Delegates to the 10th annual AusCERT conference heard that crude worms based on Stuxnet code were on the horizon and likely to target utilities at random. But the attention on the information systems used by utilities may see security improve because it turned up heat on vendors and utilities to act, said Canadian information security expert Eric Byres.
“Those in the chemical-utility space have been quite good at fixing problems in their systems," Byres said. “Those utilities are naturally risk-averse.”
Byres, who has researched critical infrastructure security for 20 years, advised utilities using supervisory control and data acquisition (SCADA) systems on how to toughen networks, writing industry standards.
He said insecure proprietary communication protocols were one of the weakest elements of SCADA systems and fixing the problem required systems to be dissected.
Many SCADA vulnerabilities were blamed on links to external networks. It was the basis for the contested notion of cyberwar, which described scenarios where hackers launched network attacks on SCADA to open dam gates or black out power grids.

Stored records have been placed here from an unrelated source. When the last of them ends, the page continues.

use std::collections::BTreeSet;

use custody_primitives::{ids::NodeAddress, tx::ObservedTx, types::BlockHeight};

use crate::voter::{
    config::VoterCfg,
    duties::VoterDuty,
    errors::{VoterError, VoterResult},
    events::VoterEvent,
    machine::{ObservationVoter, VoterOutput},
    state::VoterState,
};

impl ObservationVoter {
    /// Records a validator's copy and advances the voter if a supermajority now agrees.
    ///
    /// Copies are always recorded, even after a terminal state, so that observation accounting
    /// stays accurate.
    pub(crate) fn process_observe(
        &mut self,
        cfg: &VoterCfg,
        signer: NodeAddress,
        copy: ObservedTx,
    ) -> VoterResult<VoterOutput> {
        if copy.tx.id != *self.tx_id() {
            let event = VoterEvent::Observe { signer, copy };
            return Err(VoterError::invalid_event(
                &self.state,
                &event,
                Some(format!("copy does not belong to {}", self.tx_id())),
            ));
        }

        if self.has_signed(&signer, &copy) {
            return Err(VoterError::duplicate(
                &self.state,
                &VoterEvent::Observe { signer, copy },
            ));
        }

        self.record_signer(signer.clone(), copy.clone());

        match self.state.clone() {
            VoterState::Pending => Ok(self.try_reach_consensus(cfg)),

            VoterState::ConsensusReached { consensus_height } => {
                // Final copies are refunded with their group once it reaches consensus.
                let mut refunds = BTreeSet::new();
                if !copy.is_final() && self.is_forgiven(cfg, &copy, consensus_height) {
                    refunds.insert(signer);
                }

                let mut duties = Vec::new();
                if let Some((tx, signers)) = self.consensus_copy(cfg, true) {
                    refunds.extend(signers);
                    self.canonical = Some(tx.clone());
                    self.state = VoterState::Finalised {
                        consensus_height,
                        finalised_height: cfg.height,
                    };
                    duties.push(VoterDuty::DispatchFinalised { tx });
                } else if self.depth_reached(cfg.last_chain_height) {
                    duties.extend(self.finalise(cfg.height, consensus_height));
                }

                if !refunds.is_empty() {
                    duties.insert(
                        0,
                        VoterDuty::RefundObservationPoints {
                            signers: refunds.into_iter().collect(),
                        },
                    );
                }

                Ok(VoterOutput::with_duties(duties))
            }

            VoterState::Finalised {
                consensus_height,
                finalised_height,
            }
            | VoterState::Done {
                consensus_height,
                finalised_height,
            } => {
                let reference = if copy.is_final() {
                    finalised_height
                } else {
                    consensus_height
                };

                if self.is_forgiven(cfg, &copy, reference) {
                    return Ok(VoterOutput::with_duties(vec![
                        VoterDuty::RefundObservationPoints {
                            signers: vec![signer],
                        },
                    ]));
                }

                Ok(VoterOutput::new())
            }

            VoterState::Reverted { .. } => Ok(VoterOutput::new()),
        }
    }

    /// Moves a pending voter to consensus if a copy has a supermajority, preferring final
    /// copies.
    fn try_reach_consensus(&mut self, cfg: &VoterCfg) -> VoterOutput {
        let Some((tx, signers)) = self
            .consensus_copy(cfg, true)
            .or_else(|| self.consensus_copy(cfg, false))
        else {
            return VoterOutput::new();
        };

        self.canonical = Some(tx.clone());
        self.state = VoterState::ConsensusReached {
            consensus_height: cfg.height,
        };

        let mut duties = vec![
            VoterDuty::ApplyConsensus { tx: tx.clone() },
            VoterDuty::RefundObservationPoints {
                signers: signers.into_iter().collect(),
            },
        ];

        if tx.is_final() || self.depth_reached(cfg.last_chain_height) {
            duties.extend(self.finalise(cfg.height, cfg.height));
        }

        VoterOutput::with_duties(duties)
    }

    /// Moves the voter to [`VoterState::Finalised`] and returns the dispatch duty.
    pub(super) fn finalise(
        &mut self,
        height: BlockHeight,
        consensus_height: BlockHeight,
    ) -> Option<VoterDuty> {
        let tx = self.canonical.clone()?;
        self.state = VoterState::Finalised {
            consensus_height,
            finalised_height: height,
        };

        Some(VoterDuty::DispatchFinalised { tx })
    }

    /// Returns whether a late copy matching the canonical content, submitted within the
    /// flexibility window after `reference`, should have its observation points refunded.
    fn is_forgiven(&self, cfg: &VoterCfg, copy: &ObservedTx, reference: BlockHeight) -> bool {
        let matches = self
            .canonical
            .as_ref()
            .is_some_and(|canonical| canonical.same_content(copy));

        matches && cfg.height <= reference.saturating_add(cfg.observation_delay_flexibility)
    }
}
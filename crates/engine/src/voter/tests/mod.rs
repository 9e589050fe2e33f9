//! Testing utilities specific to the Observation Voter.

mod prop_tests;

use std::collections::BTreeSet;

use custody_primitives::{
    asset::Coin,
    chain::Chain,
    ids::{NodeAddress, TxId},
    tx::ObservedTx,
    types::{BlockHeight, ONE},
    vault::{Vault, VaultStatus},
};
use custody_test_utils::fixtures::{active_validators, node_address, shared_vault, txid, ObservedTxBuilder};

use crate::voter::{
    config::VoterCfg, events::VoterEvent, machine::ObservationVoter, state::VoterState,
};

// ===== Test Constants =====

/// Native height used as the current block in tests.
pub(super) const TEST_HEIGHT: BlockHeight = 50;
/// Number of active validators in tests.
pub(super) const TEST_ACTIVE: usize = 4;
/// Signers required for consensus among [`TEST_ACTIVE`] validators.
pub(super) const TEST_THRESHOLD: usize = 3;
/// Flexibility window used in tests.
pub(super) const TEST_FLEXIBILITY: u64 = 10;
/// External height the test transaction is included at.
pub(super) const TEST_BLOCK_HEIGHT: BlockHeight = 100;
/// External height at which non-final test copies become final.
pub(super) const TEST_FINALISE_HEIGHT: BlockHeight = 106;
/// Index of a validator that is not part of the active set.
pub(super) const TEST_INACTIVE_IDX: usize = 9;
const _: () = assert!(TEST_INACTIVE_IDX >= TEST_ACTIVE);

// ===== Configuration Helpers =====

/// Creates a test configuration at `height`.
pub(super) fn test_cfg_at(height: BlockHeight) -> VoterCfg {
    VoterCfg {
        height,
        active_signers: (0..TEST_ACTIVE).map(node_address).collect::<BTreeSet<_>>(),
        threshold: TEST_THRESHOLD,
        observation_delay_flexibility: TEST_FLEXIBILITY,
        last_chain_height: 0,
    }
}

/// Creates a test configuration at [`TEST_HEIGHT`].
pub(super) fn test_cfg() -> VoterCfg {
    test_cfg_at(TEST_HEIGHT)
}

// ===== Fixture Helpers =====

/// The id of the transaction under test.
pub(super) fn test_txid() -> TxId {
    txid(0xAA)
}

/// The vault the transaction under test is sent to.
pub(super) fn test_vault() -> Vault {
    shared_vault("asgard", VaultStatus::Active, &active_validators(TEST_ACTIVE))
}

/// The coins carried by the transaction under test.
pub(super) fn test_coins() -> Vec<Coin> {
    vec![Coin::new(Chain::Btc.gas_asset(), ONE)]
}

/// A final copy of the transaction under test.
pub(super) fn final_copy() -> ObservedTx {
    ObservedTxBuilder::inbound(test_txid(), &test_vault(), test_coins())
        .at(TEST_BLOCK_HEIGHT)
        .build()
}

/// A copy of the transaction under test that is not final yet.
pub(super) fn pending_copy() -> ObservedTx {
    ObservedTxBuilder::inbound(test_txid(), &test_vault(), test_coins())
        .at(TEST_BLOCK_HEIGHT)
        .pending_until(TEST_FINALISE_HEIGHT)
        .build()
}

/// An observation of `copy` by the `idx`-th validator.
pub(super) fn observe(idx: usize, copy: &ObservedTx) -> VoterEvent {
    VoterEvent::Observe {
        signer: node_address(idx),
        copy: copy.clone(),
    }
}

/// Signers `0..n` as a sorted list.
pub(super) fn signers(n: usize) -> Vec<NodeAddress> {
    (0..n).map(node_address).collect()
}

// ===== State Machine Helpers =====

/// Creates a voter in `state` without any observation.
pub(super) fn create_sm(state: VoterState) -> ObservationVoter {
    ObservationVoter::with_state(test_txid(), state)
}

/// Gets the state of a voter.
pub(super) const fn get_state(sm: &ObservationVoter) -> &VoterState {
    sm.state()
}

/// Creates a voter that reached consensus on [`pending_copy`] at [`TEST_HEIGHT`].
pub(super) fn consensus_sm() -> ObservationVoter {
    use crate::state_machine::StateMachine;

    let cfg = test_cfg();
    let copy = pending_copy();
    let mut sm = ObservationVoter::new(test_txid());
    for idx in 0..TEST_THRESHOLD {
        sm.process_event(&cfg, observe(idx, &copy))
            .expect("observation must be accepted");
    }

    assert_eq!(
        sm.state(),
        &VoterState::ConsensusReached {
            consensus_height: TEST_HEIGHT
        }
    );
    sm
}

/// Creates a voter that reached consensus and was finalised at [`TEST_HEIGHT`].
pub(super) fn finalised_sm() -> ObservationVoter {
    use crate::state_machine::StateMachine;

    let cfg = test_cfg();
    let copy = final_copy();
    let mut sm = ObservationVoter::new(test_txid());
    for idx in 0..TEST_THRESHOLD {
        sm.process_event(&cfg, observe(idx, &copy))
            .expect("observation must be accepted");
    }

    assert!(sm.state().is_finalised());
    sm
}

But "air gapping" or disconnecting SCADA networks from the outside was not the answer.
A security chief for a big company who requested anonymity said the benefits of linking SCADA to external networks made the risks worthwhile.
“Air gapping between SCADA and corporate networks isn’t the solution,” he said. “Keeping that link is, in fact, the answer.”
He said such attacks have led to the “death of security through obscurity” and operators must instead harden the most critical elements of SCADA systems.
“You may have created a system that you really love but it might not be worth protecting it if it’s not the most important component.”
At a SC Magazine roundtable held the day before AusCERT began, Byres said Australia's SCADA systems were the strongest in the world to outside attack.